One thing that might not return to normal would be public transit. Since commuters were told to go home and work, the bus route that would have taken them to their office was discontinued in order to save money against lost revenues from the fare box.
If you are asking – if not, ordering – employees back into the cube farm, have you considered everything else? Are your employee’s vehicles in working order? Has the exterior environment been maintained? Has security to re-established on the property? Are you giving your employees the chance to make childcare and school arrangements?
In the course of these past two-plus years, our routines have been flipped multiple times. While being grateful that technology has improved the way we do things, we still have to decide which “normal” we should live in today.
Still, you’re being asked to go back into the office. To a space that have not been occupied in over two years. To a commuter zone that you avoided during the same period of time. To find that you might not have an efficient, sustainable, and more affordable way to commute to work.
Can we do it?
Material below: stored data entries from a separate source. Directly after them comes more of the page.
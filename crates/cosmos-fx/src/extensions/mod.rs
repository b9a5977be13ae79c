//! Optional helpers layered on top of the core engine.

pub mod easing;

pub use easing::{Easing, ease, approach, approach_vec2, shortest_angle_delta};
use glam::Vec2;
use serde::{Deserialize, Serialize};

use crate::core::error::FxError;

/// Drawing area in canvas pixels.
#[derive(Debug, Clone, Copy, PartialEq, Default, Serialize, Deserialize)]
pub struct Viewport {
    pub width: f32,
    pub height: f32,
}

impl Viewport {
    pub const fn new(width: f32, height: f32) -> Self {
        Self { width, height }
    }

    /// Zero, negative or non-finite in either dimension.
    pub fn is_empty(&self) -> bool {
        !(self.width.is_finite() && self.height.is_finite())
            || self.width <= 0.0
            || self.height <= 0.0
    }

    /// `Err(EmptyViewport)` when [`is_empty`](Self::is_empty).
    pub fn validate(&self) -> Result<(), FxError> {
        if self.is_empty() {
            Err(FxError::EmptyViewport { width: self.width, height: self.height })
        } else {
            Ok(())
        }
    }

    pub fn center(&self) -> Vec2 {
        Vec2::new(self.width * 0.5, self.height * 0.5)
    }

    pub fn min_side(&self) -> f32 {
        self.width.min(self.height)
    }

    pub fn area(&self) -> f32 {
        self.width * self.height
    }
}

/// Notification from an effect to its host, collected per frame.
#[derive(Debug, Clone, Copy, PartialEq)]
pub enum FxEvent {
    /// The galaxy core was hit and the explosion started.
    Supernova,
    /// The countdown reached a new step (0 = T-10).
    CountdownStep { step: u32 },
    /// Ignition: the launch sub-sequence started.
    Liftoff,
    /// The overlay began fading out. Host-drawn text should fade with it.
    FadeStarted,
    /// A one-shot sequence finished. Emitted at most once per effect instance.
    SequenceComplete,
}

impl FxEvent {
    /// Stable event name handed to the page script.
    pub fn name(&self) -> &'static str {
        match self {
            FxEvent::Supernova => "supernova",
            FxEvent::CountdownStep { .. } => "countdown-step",
            FxEvent::Liftoff => "liftoff",
            FxEvent::FadeStarted => "fade",
            FxEvent::SequenceComplete => "complete",
        }
    }

    /// Numeric payload, if any.
    pub fn value(&self) -> Option<f64> {
        match self {
            FxEvent::CountdownStep { step } => Some(*step as f64),
            _ => None,
        }
    }
}

#[cfg(test)]
mod tests {
    use super::*;

    #[test]
    fn empty_viewports() {
        assert!(Viewport::new(0.0, 600.0).is_empty());
        assert!(Viewport::new(800.0, -1.0).is_empty());
        assert!(Viewport::new(f32::NAN, 600.0).is_empty());
        assert!(Viewport::default().is_empty());
        assert!(!Viewport::new(800.0, 600.0).is_empty());
        assert!(matches!(
            Viewport::new(0.0, 0.0).validate(),
            Err(FxError::EmptyViewport { .. })
        ));
    }

    #[test]
    fn geometry_helpers() {
        let vp = Viewport::new(800.0, 600.0);
        assert_eq!(vp.center(), Vec2::new(400.0, 300.0));
        assert_eq!(vp.min_side(), 600.0);
        assert_eq!(vp.area(), 480_000.0);
    }

    #[test]
    fn event_names() {
        assert_eq!(FxEvent::SequenceComplete.name(), "complete");
        assert_eq!(FxEvent::CountdownStep { step: 3 }.value(), Some(3.0));
        assert_eq!(FxEvent::Liftoff.value(), None);
        assert_eq!(FxEvent::FadeStarted.name(), "fade");
        assert_eq!(FxEvent::FadeStarted.value(), None);
    }
}
/// Discrete input events an effect can react to.
///
/// Pointer movement is not an event: it is sampled into
/// [`PointerState`](super::pointer::PointerState) and read at render time.
#[derive(Debug, Clone, Copy, PartialEq)]
pub enum InputEvent {
    /// A click/tap at canvas coordinates (x, y).
    Click { x: f32, y: f32 },
    /// A key was pressed. `key_code` follows `KeyboardEvent.keyCode`.
    KeyDown { key_code: u32 },
    /// The viewport changed size.
    Resize { width: f32, height: f32 },
}

impl InputEvent {
    pub const KEY_ENTER: u32 = 13;
    pub const KEY_SPACE: u32 = 32;

    /// Click, Enter or Space: the "activate" gesture.
    pub fn is_activation(&self) -> bool {
        match self {
            InputEvent::Click { .. } => true,
            InputEvent::KeyDown { key_code } => {
                *key_code == Self::KEY_ENTER || *key_code == Self::KEY_SPACE
            }
            InputEvent::Resize { .. } => false,
        }
    }
}

/// A queue of input events.
/// Browser handlers push events; the runner drains them once per frame.
pub struct InputQueue {
    events: Vec<InputEvent>,
}

impl InputQueue {
    pub fn new() -> Self {
        Self {
            events: Vec::with_capacity(16),
        }
    }

    pub fn push(&mut self, event: InputEvent) {
        self.events.push(event);
    }

    /// Drain all pending events. Returns a Vec and clears the queue.
    pub fn drain(&mut self) -> Vec<InputEvent> {
        std::mem::take(&mut self.events)
    }

    /// Iterate over pending events without consuming them.
    pub fn iter(&self) -> impl Iterator<Item = &InputEvent> {
        self.events.iter()
    }

    /// Clicks in arrival order.
    pub fn clicks(&self) -> impl Iterator<Item = (f32, f32)> + '_ {
        self.events.iter().filter_map(|e| match e {
            InputEvent::Click { x, y } => Some((*x, *y)),
            _ => None,
        })
    }

    pub fn is_empty(&self) -> bool {
        self.events.is_empty()
    }

    pub fn len(&self) -> usize {
        self.events.len()
    }
}

impl Default for InputQueue {
    fn default() -> Self {
        Self::new()
    }
}

impl FromIterator<InputEvent> for InputQueue {
    fn from_iter<I: IntoIterator<Item = InputEvent>>(iter: I) -> Self {
        Self {
            events: iter.into_iter().collect(),
        }
    }
}

#[cfg(test)]
mod tests {
    use super::*;

    #[test]
    fn push_and_drain() {
        let mut q = InputQueue::new();
        q.push(InputEvent::Click { x: 10.0, y: 20.0 });
        q.push(InputEvent::KeyDown { key_code: 32 });
        assert_eq!(q.len(), 2);
        let events = q.drain();
        assert_eq!(events.len(), 2);
        assert!(q.is_empty());
    }

    #[test]
    fn clicks_filter_other_events() {
        let q: InputQueue = [
            InputEvent::Resize { width: 800.0, height: 600.0 },
            InputEvent::Click { x: 1.0, y: 2.0 },
            InputEvent::KeyDown { key_code: 65 },
        ]
        .into_iter()
        .collect();
        assert_eq!(q.clicks().collect::<Vec<_>>(), vec![(1.0, 2.0)]);
    }

    #[test]
    fn activation_keys() {
        assert!(InputEvent::Click { x: 0.0, y: 0.0 }.is_activation());
        assert!(InputEvent::KeyDown { key_code: InputEvent::KEY_SPACE }.is_activation());
        assert!(InputEvent::KeyDown { key_code: InputEvent::KEY_ENTER }.is_activation());
        assert!(!InputEvent::KeyDown { key_code: 65 }.is_activation());
        assert!(!InputEvent::Resize { width: 1.0, height: 1.0 }.is_activation());
    }
}
//! Frame-counted phase machine.

use std::fmt::Debug;

/// A phase change reported by [`PhaseClock`].
#[derive(Debug, Clone, Copy, PartialEq, Eq)]
pub struct Transition<P> {
    pub from: P,
    pub to: P,
}

/// One active phase plus the number of frames spent in it.
///
/// Timed exits come from the caller (`expire`), so durations can live in the
/// owning effect's configuration.
#[derive(Debug, Clone, Copy, PartialEq, Eq)]
pub struct PhaseClock<P> {
    phase: P,
    frames: u32,
}

impl<P: Copy + Eq + Debug> PhaseClock<P> {
    pub fn new(phase: P) -> Self {
        Self { phase, frames: 0 }
    }

    pub fn phase(&self) -> P {
        self.phase
    }

    /// Frames since entering the current phase.
    pub fn frames(&self) -> u32 {
        self.frames
    }

    pub fn is(&self, phase: P) -> bool {
        self.phase == phase
    }

    /// Count one frame in the current phase.
    pub fn tick(&mut self) {
        self.frames = self.frames.saturating_add(1);
    }

    /// Fraction of `duration` frames elapsed, clamped to [0, 1].
    pub fn progress(&self, duration: u32) -> f32 {
        if duration == 0 {
            1.0
        } else {
            (self.frames as f32 / duration as f32).min(1.0)
        }
    }

    /// Enter `next` and reset the clock.
    pub fn enter(&mut self, next: P) -> Transition<P> {
        let from = self.phase;
        self.phase = next;
        self.frames = 0;
        Transition { from, to: next }
    }

    /// Enter `next` only when `allowed(current)` holds. A refused trigger
    /// leaves phase and clock untouched.
    pub fn trigger(&mut self, next: P, allowed: impl FnOnce(P) -> bool) -> Option<Transition<P>> {
        if allowed(self.phase) {
            Some(self.enter(next))
        } else {
            None
        }
    }

    /// Apply a timed exit. `timeout` maps a phase to `(frames, next)`, or
    /// `None` for phases that hold until triggered.
    pub fn expire(&mut self, timeout: impl FnOnce(P) -> Option<(u32, P)>) -> Option<Transition<P>> {
        match timeout(self.phase) {
            Some((limit, next)) if self.frames >= limit => Some(self.enter(next)),
            _ => None,
        }
    }
}

#[cfg(test)]
mod tests {
    use super::*;

    #[derive(Debug, Clone, Copy, PartialEq, Eq)]
    enum Light {
        Off,
        Flash,
        Fade,
    }

    fn timeout(p: Light) -> Option<(u32, Light)> {
        match p {
            Light::Off => None,
            Light::Flash => Some((3, Light::Fade)),
            Light::Fade => Some((2, Light::Off)),
        }
    }

    #[test]
    fn timed_chain_runs_exact_frame_counts() {
        let mut clock = PhaseClock::new(Light::Off);
        clock.enter(Light::Flash);
        let mut frames_in_flash = 0;
        while clock.is(Light::Flash) {
            clock.tick();
            frames_in_flash += 1;
            clock.expire(timeout);
        }
        assert_eq!(frames_in_flash, 3);
        clock.tick();
        assert!(clock.expire(timeout).is_none());
        clock.tick();
        assert_eq!(clock.expire(timeout), Some(Transition { from: Light::Fade, to: Light::Off }));
        clock.tick();
        assert!(clock.expire(timeout).is_none());
    }

    #[test]
    fn refused_trigger_is_a_no_op() {
        let mut clock = PhaseClock::new(Light::Flash);
        clock.tick();
        let before = clock;
        assert!(clock.trigger(Light::Flash, |p| p != Light::Flash).is_none());
        assert_eq!(clock, before);
    }

    #[test]
    fn progress_clamps() {
        let mut clock = PhaseClock::new(Light::Fade);
        assert_eq!(clock.progress(4), 0.0);
        for _ in 0..6 {
            clock.tick();
        }
        assert_eq!(clock.progress(4), 1.0);
        assert_eq!(clock.progress(0), 1.0);
    }
}
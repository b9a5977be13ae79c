//! Lyon-based tessellating surface.
//!
//! Implements [`Surface`] by turning every draw call into triangles in a flat
//! `[x, y, r, g, b, a]` vertex buffer, ready for a GPU vertex upload. The
//! current transform is applied on the CPU, so non-uniform scales (ring
//! systems) come out as true ellipses.
//!
//! Gradients have no per-vertex equivalent here: radial fills are drawn as
//! concentric discs sampled from the gradient, linear fills use the
//! gradient's midpoint color.

use std::f32::consts::TAU;

use bytemuck::{Pod, Zeroable};
use glam::{Affine2, Vec2};
use lyon::math::point;
use lyon::path::Path;
use lyon::tessellation::{
    BuffersBuilder, FillOptions, FillTessellator, FillVertex, FillVertexConstructor,
    StrokeOptions, StrokeTessellator, StrokeVertex, StrokeVertexConstructor, VertexBuffers,
};

use super::surface::{Color, Fill, Surface};

/// Segments used to approximate a circle.
const CIRCLE_SEGMENTS: usize = 32;
/// Concentric discs used to approximate a radial gradient.
const GRADIENT_RINGS: usize = 6;

/// Per-vertex data for tessellated output.
/// 6 floats = 24 bytes per vertex.
#[repr(C)]
#[derive(Debug, Clone, Copy, Default, Pod, Zeroable)]
pub struct VectorVertex {
    pub x: f32,
    pub y: f32,
    pub r: f32,
    pub g: f32,
    pub b: f32,
    pub a: f32,
}

impl VectorVertex {
    /// Number of floats per vertex.
    pub const FLOATS: usize = 6;
    /// Stride in bytes.
    pub const STRIDE_BYTES: usize = Self::FLOATS * 4;

    fn at(x: f32, y: f32, color: Color) -> Self {
        Self { x, y, r: color.r, g: color.g, b: color.b, a: color.a }
    }
}

struct FillVertexCtor {
    color: Color,
}

impl FillVertexConstructor<VectorVertex> for FillVertexCtor {
    fn new_vertex(&mut self, vertex: FillVertex) -> VectorVertex {
        VectorVertex::at(vertex.position().x, vertex.position().y, self.color)
    }
}

struct StrokeVertexCtor {
    color: Color,
}

impl StrokeVertexConstructor<VectorVertex> for StrokeVertexCtor {
    fn new_vertex(&mut self, vertex: StrokeVertex) -> VectorVertex {
        VectorVertex::at(vertex.position().x, vertex.position().y, self.color)
    }
}

/// Surface that tessellates into a triangle-list vertex buffer.
pub struct TessellatingSurface {
    fill_tess: FillTessellator,
    stroke_tess: StrokeTessellator,
    geometry: VertexBuffers<VectorVertex, u32>,
    buffer: Vec<f32>,
    transform: Affine2,
    stack: Vec<Affine2>,
}

impl TessellatingSurface {
    pub fn new() -> Self {
        Self {
            fill_tess: FillTessellator::new(),
            stroke_tess: StrokeTessellator::new(),
            geometry: VertexBuffers::new(),
            buffer: Vec::with_capacity(16384 * VectorVertex::FLOATS),
            transform: Affine2::IDENTITY,
            stack: Vec::new(),
        }
    }

    /// Number of vertices currently in the buffer.
    pub fn vertex_count(&self) -> usize {
        self.buffer.len() / VectorVertex::FLOATS
    }

    /// Flat float buffer, `VectorVertex::FLOATS` per vertex.
    pub fn vertices(&self) -> &[f32] {
        &self.buffer
    }

    fn flush_geometry(&mut self) {
        for idx in &self.geometry.indices {
            let v = &self.geometry.vertices[*idx as usize];
            self.buffer.extend_from_slice(bytemuck::cast_slice(std::slice::from_ref(v)));
        }
        self.geometry.vertices.clear();
        self.geometry.indices.clear();
    }

    /// Average linear scale of the current transform, for stroke widths.
    fn stroke_scale(&self) -> f32 {
        self.transform.matrix2.determinant().abs().sqrt()
    }

    fn circle_points(&self, center: Vec2, radius: f32) -> Vec<Vec2> {
        (0..CIRCLE_SEGMENTS)
            .map(|i| {
                let a = i as f32 / CIRCLE_SEGMENTS as f32 * TAU;
                self.transform
                    .transform_point2(center + Vec2::new(a.cos(), a.sin()) * radius)
            })
            .collect()
    }

    fn transformed(&self, points: &[Vec2]) -> Vec<Vec2> {
        points.iter().map(|p| self.transform.transform_point2(*p)).collect()
    }

    fn build_path(points: &[Vec2], closed: bool) -> Path {
        let mut builder = Path::builder();
        builder.begin(point(points[0].x, points[0].y));
        for p in &points[1..] {
            builder.line_to(point(p.x, p.y));
        }
        if closed {
            builder.close();
        } else {
            builder.end(false);
        }
        builder.build()
    }

    /// Fill already-transformed points.
    fn fill_points(&mut self, points: &[Vec2], color: Color) {
        if points.len() < 3 || color.a <= 0.0 {
            return;
        }
        let path = Self::build_path(points, true);
        let result = self.fill_tess.tessellate_path(
            &path,
            &FillOptions::tolerance(0.5),
            &mut BuffersBuilder::new(&mut self.geometry, FillVertexCtor { color }),
        );
        if result.is_ok() {
            self.flush_geometry();
        }
    }

    /// Stroke already-transformed points.
    fn stroke_points(&mut self, points: &[Vec2], closed: bool, line_width: f32, color: Color) {
        if points.len() < 2 || line_width <= 0.0 || color.a <= 0.0 {
            return;
        }
        let path = Self::build_path(points, closed);
        let width = line_width * self.stroke_scale();
        let result = self.stroke_tess.tessellate_path(
            &path,
            &StrokeOptions::tolerance(0.5).with_line_width(width),
            &mut BuffersBuilder::new(&mut self.geometry, StrokeVertexCtor { color }),
        );
        if result.is_ok() {
            self.flush_geometry();
        }
    }
}

impl Default for TessellatingSurface {
    fn default() -> Self {
        Self::new()
    }
}

impl Surface for TessellatingSurface {
    fn clear(&mut self, _width: f32, _height: f32) {
        self.buffer.clear();
        self.transform = Affine2::IDENTITY;
        self.stack.clear();
    }

    fn fill_circle(&mut self, center: Vec2, radius: f32, fill: Fill) {
        if radius <= 0.0 {
            return;
        }
        match fill {
            Fill::Solid(color) => {
                let pts = self.circle_points(center, radius);
                self.fill_points(&pts, color);
            }
            Fill::Radial { center: g_center, radius: g_radius, gradient } => {
                // Outermost ring first so inner rings paint over it.
                for k in (1..=GRADIENT_RINGS).rev() {
                    let r = radius * k as f32 / GRADIENT_RINGS as f32;
                    let t = if g_radius > 0.0 {
                        ((center.distance(g_center) + r) / g_radius).min(1.0)
                    } else {
                        1.0
                    };
                    let pts = self.circle_points(center, r);
                    self.fill_points(&pts, gradient.sample(t));
                }
            }
            Fill::Linear { gradient, .. } => {
                let pts = self.circle_points(center, radius);
                self.fill_points(&pts, gradient.sample(0.5));
            }
        }
    }

    fn stroke_circle(&mut self, center: Vec2, radius: f32, line_width: f32, color: Color) {
        if radius <= 0.0 {
            return;
        }
        let pts = self.circle_points(center, radius);
        self.stroke_points(&pts, true, line_width, color);
    }

    fn line(&mut self, from: Vec2, to: Vec2, line_width: f32, color: Color) {
        let pts = self.transformed(&[from, to]);
        self.stroke_points(&pts, false, line_width, color);
    }

    fn fill_polygon(&mut self, points: &[Vec2], fill: Fill) {
        let color = match fill {
            Fill::Solid(color) => color,
            Fill::Radial { gradient, .. } | Fill::Linear { gradient, .. } => gradient.sample(0.5),
        };
        let pts = self.transformed(points);
        self.fill_points(&pts, color);
    }

    fn stroke_polygon(&mut self, points: &[Vec2], line_width: f32, color: Color) {
        let pts = self.transformed(points);
        self.stroke_points(&pts, true, line_width, color);
    }

    fn save(&mut self) {
        self.stack.push(self.transform);
    }

    fn restore(&mut self) {
        if let Some(t) = self.stack.pop() {
            self.transform = t;
        }
    }

    fn translate(&mut self, offset: Vec2) {
        self.transform = self.transform * Affine2::from_translation(offset);
    }

    fn scale(&mut self, factor: Vec2) {
        self.transform = self.transform * Affine2::from_scale(factor);
    }

    fn rotate(&mut self, radians: f32) {
        self.transform = self.transform * Affine2::from_angle(radians);
    }
}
Are you able to do it?
It would be easy for me to say “no.” I have that disadvantage where I worked from home for years before the pandemic. My remote work is truly remote – which also includes some occasional office runs these days, as well as some on-site work.
George works from home, as well. I cannot speak on his behalf whether he should go back to his office or not. That’s his call.
However, this is not about neither of us at Team V&R. It is about you. It is your call whether you should heed the call of your superiors to return back to the office or not.
It may mean more wear and tear on your vehicle. It might mean finding a new way to get to work via public transportation, if the route you used to take has not been reinstated. We can add other summary issues, but it is still in your court to decide whether you should return to your office.
If you do, good luck. You’re going to need it.